* Work order: Return every line from the listing where the word "feature" occurs.

* Source data:
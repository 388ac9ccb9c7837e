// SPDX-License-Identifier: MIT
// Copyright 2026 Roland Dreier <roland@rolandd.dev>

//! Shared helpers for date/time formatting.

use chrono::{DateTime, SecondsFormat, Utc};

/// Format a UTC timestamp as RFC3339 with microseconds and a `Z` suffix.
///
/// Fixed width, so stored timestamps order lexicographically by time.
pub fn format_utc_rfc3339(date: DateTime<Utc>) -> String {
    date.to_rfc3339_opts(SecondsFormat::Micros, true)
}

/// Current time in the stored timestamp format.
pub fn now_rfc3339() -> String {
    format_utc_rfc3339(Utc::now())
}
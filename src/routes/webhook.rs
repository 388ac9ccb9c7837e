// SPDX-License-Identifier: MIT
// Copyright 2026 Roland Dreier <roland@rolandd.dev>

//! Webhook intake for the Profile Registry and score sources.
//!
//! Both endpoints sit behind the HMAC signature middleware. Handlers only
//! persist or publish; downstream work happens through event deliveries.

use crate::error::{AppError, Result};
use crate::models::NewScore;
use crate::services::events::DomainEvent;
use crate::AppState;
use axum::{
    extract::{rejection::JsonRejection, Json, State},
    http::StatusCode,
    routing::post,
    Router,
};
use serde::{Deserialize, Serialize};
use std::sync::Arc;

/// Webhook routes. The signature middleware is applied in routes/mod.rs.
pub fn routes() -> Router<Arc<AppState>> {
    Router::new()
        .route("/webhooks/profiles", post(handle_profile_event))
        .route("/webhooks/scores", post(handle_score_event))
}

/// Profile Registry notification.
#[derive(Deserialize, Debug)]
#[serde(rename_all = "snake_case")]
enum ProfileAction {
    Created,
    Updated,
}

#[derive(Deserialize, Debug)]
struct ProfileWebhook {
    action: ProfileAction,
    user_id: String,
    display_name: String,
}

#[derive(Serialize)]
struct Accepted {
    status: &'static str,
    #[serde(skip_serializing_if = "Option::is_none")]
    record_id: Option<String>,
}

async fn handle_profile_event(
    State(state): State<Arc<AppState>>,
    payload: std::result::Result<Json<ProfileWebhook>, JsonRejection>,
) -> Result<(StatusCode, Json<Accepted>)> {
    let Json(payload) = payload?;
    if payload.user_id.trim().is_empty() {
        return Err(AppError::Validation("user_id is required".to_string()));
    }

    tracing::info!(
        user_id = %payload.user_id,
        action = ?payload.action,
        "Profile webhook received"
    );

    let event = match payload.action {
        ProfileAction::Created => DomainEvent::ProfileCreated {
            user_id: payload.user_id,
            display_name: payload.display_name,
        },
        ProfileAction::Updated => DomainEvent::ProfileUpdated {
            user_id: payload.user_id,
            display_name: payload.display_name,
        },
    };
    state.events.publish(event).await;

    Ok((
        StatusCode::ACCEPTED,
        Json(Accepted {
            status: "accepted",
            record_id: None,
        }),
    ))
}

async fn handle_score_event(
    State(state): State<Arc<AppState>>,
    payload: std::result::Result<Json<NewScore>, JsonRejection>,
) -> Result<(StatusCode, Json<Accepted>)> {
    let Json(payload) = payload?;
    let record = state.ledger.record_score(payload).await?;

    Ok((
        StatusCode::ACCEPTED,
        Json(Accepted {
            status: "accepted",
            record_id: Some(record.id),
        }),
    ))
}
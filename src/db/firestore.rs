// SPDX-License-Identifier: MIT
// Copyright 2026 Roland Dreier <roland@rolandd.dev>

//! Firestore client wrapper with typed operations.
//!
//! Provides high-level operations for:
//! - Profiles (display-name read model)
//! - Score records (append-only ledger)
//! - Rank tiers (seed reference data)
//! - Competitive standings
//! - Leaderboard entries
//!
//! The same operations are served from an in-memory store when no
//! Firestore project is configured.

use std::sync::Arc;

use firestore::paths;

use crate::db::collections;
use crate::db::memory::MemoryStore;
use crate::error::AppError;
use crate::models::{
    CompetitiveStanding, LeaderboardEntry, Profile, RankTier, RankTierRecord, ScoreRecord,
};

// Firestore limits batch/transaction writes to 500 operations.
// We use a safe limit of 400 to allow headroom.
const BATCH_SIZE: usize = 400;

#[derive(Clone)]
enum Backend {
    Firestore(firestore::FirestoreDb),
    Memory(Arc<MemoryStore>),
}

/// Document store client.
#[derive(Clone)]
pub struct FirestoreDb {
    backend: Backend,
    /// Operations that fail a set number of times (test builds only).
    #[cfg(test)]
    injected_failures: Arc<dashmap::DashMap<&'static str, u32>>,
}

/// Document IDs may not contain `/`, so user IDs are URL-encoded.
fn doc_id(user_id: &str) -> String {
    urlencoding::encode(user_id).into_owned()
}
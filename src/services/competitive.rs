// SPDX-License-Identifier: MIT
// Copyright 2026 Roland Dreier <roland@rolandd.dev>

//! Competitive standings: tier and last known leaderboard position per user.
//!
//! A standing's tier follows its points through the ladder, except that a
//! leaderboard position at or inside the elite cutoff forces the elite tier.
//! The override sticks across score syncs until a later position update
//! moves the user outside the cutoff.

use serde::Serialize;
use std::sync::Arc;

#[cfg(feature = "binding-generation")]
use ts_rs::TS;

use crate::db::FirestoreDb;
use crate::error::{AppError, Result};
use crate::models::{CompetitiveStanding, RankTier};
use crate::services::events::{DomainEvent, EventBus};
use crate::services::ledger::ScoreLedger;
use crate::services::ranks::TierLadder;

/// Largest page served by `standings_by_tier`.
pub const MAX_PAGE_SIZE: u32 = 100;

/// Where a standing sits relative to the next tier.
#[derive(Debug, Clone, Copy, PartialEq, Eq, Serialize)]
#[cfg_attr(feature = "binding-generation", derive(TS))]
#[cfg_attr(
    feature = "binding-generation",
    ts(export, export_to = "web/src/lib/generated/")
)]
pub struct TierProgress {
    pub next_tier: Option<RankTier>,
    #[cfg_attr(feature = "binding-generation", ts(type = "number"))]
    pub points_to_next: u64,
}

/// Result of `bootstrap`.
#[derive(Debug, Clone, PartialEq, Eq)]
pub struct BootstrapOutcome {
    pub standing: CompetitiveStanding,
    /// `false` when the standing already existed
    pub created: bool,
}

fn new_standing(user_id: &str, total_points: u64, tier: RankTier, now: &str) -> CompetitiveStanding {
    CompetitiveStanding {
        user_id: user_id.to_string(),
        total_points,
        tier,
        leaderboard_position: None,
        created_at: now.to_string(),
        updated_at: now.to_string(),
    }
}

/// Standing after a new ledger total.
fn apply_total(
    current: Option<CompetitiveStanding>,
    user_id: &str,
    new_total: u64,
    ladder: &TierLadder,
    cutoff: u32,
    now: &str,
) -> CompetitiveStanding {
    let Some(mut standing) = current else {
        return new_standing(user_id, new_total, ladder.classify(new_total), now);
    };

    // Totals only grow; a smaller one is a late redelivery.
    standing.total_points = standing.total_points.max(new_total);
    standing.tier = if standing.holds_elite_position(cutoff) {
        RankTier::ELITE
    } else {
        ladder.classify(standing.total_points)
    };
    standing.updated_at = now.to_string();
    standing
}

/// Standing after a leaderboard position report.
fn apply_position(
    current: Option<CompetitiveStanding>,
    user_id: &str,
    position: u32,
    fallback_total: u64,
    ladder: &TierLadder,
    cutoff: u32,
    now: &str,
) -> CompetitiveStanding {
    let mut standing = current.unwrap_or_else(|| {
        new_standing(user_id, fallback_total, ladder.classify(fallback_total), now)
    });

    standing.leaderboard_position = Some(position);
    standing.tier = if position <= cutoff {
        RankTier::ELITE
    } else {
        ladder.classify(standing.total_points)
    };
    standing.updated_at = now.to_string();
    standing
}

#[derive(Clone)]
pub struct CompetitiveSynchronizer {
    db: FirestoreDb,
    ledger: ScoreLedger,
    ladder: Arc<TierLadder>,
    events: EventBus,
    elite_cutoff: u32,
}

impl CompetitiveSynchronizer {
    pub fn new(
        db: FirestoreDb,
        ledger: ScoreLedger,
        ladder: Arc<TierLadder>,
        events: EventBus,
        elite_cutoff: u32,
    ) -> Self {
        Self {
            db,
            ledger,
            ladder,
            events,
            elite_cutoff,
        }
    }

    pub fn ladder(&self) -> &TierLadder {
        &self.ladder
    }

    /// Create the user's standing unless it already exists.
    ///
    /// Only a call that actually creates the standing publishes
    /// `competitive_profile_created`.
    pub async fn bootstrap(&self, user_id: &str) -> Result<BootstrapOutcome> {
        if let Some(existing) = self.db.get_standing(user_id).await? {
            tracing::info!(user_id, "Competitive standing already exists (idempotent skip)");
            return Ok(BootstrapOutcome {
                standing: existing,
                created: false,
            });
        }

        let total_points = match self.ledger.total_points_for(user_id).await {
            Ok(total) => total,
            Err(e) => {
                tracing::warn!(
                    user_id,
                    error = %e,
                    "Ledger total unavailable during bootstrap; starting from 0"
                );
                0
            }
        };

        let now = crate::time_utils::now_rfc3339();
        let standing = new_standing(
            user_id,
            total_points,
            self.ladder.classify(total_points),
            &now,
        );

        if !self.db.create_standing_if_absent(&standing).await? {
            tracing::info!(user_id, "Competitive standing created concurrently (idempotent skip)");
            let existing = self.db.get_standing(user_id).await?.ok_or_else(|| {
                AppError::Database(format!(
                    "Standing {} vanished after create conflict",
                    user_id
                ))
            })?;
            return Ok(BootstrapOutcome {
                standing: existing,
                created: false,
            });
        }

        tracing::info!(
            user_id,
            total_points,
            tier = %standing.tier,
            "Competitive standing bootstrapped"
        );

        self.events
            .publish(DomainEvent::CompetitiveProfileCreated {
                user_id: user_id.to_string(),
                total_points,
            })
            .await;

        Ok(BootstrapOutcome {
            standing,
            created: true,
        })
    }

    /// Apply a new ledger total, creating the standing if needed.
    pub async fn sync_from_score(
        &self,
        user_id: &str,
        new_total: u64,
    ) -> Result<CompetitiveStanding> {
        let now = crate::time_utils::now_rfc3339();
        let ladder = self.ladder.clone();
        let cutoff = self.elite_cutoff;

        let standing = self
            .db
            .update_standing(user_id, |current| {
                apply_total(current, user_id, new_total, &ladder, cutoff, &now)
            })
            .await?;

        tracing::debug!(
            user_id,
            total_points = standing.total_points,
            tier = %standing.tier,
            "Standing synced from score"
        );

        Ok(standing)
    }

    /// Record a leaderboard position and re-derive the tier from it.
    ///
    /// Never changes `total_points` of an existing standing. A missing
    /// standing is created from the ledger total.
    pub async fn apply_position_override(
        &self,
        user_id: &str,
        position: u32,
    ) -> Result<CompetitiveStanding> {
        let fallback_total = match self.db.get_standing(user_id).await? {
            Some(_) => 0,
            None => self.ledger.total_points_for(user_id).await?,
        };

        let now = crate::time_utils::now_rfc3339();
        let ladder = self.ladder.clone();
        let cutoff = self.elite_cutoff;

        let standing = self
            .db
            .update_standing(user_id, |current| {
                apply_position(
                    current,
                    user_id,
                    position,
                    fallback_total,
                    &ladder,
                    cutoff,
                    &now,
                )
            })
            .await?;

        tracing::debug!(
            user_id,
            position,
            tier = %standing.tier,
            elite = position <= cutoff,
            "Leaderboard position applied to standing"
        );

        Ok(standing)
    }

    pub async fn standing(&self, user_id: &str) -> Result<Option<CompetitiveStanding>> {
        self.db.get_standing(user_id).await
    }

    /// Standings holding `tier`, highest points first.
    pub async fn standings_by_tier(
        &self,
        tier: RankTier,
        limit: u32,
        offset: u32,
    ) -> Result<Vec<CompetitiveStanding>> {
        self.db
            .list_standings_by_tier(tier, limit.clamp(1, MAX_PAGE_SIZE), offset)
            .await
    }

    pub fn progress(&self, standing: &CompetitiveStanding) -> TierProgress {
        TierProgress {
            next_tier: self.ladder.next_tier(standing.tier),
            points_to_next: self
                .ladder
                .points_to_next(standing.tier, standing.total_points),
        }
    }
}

* Worked solution:
#[cfg(feature = "binding-generation")]
#[cfg_attr(feature = "binding-generation", derive(TS))]
    feature = "binding-generation",
    #[cfg_attr(feature = "binding-generation", ts(type = "number"))]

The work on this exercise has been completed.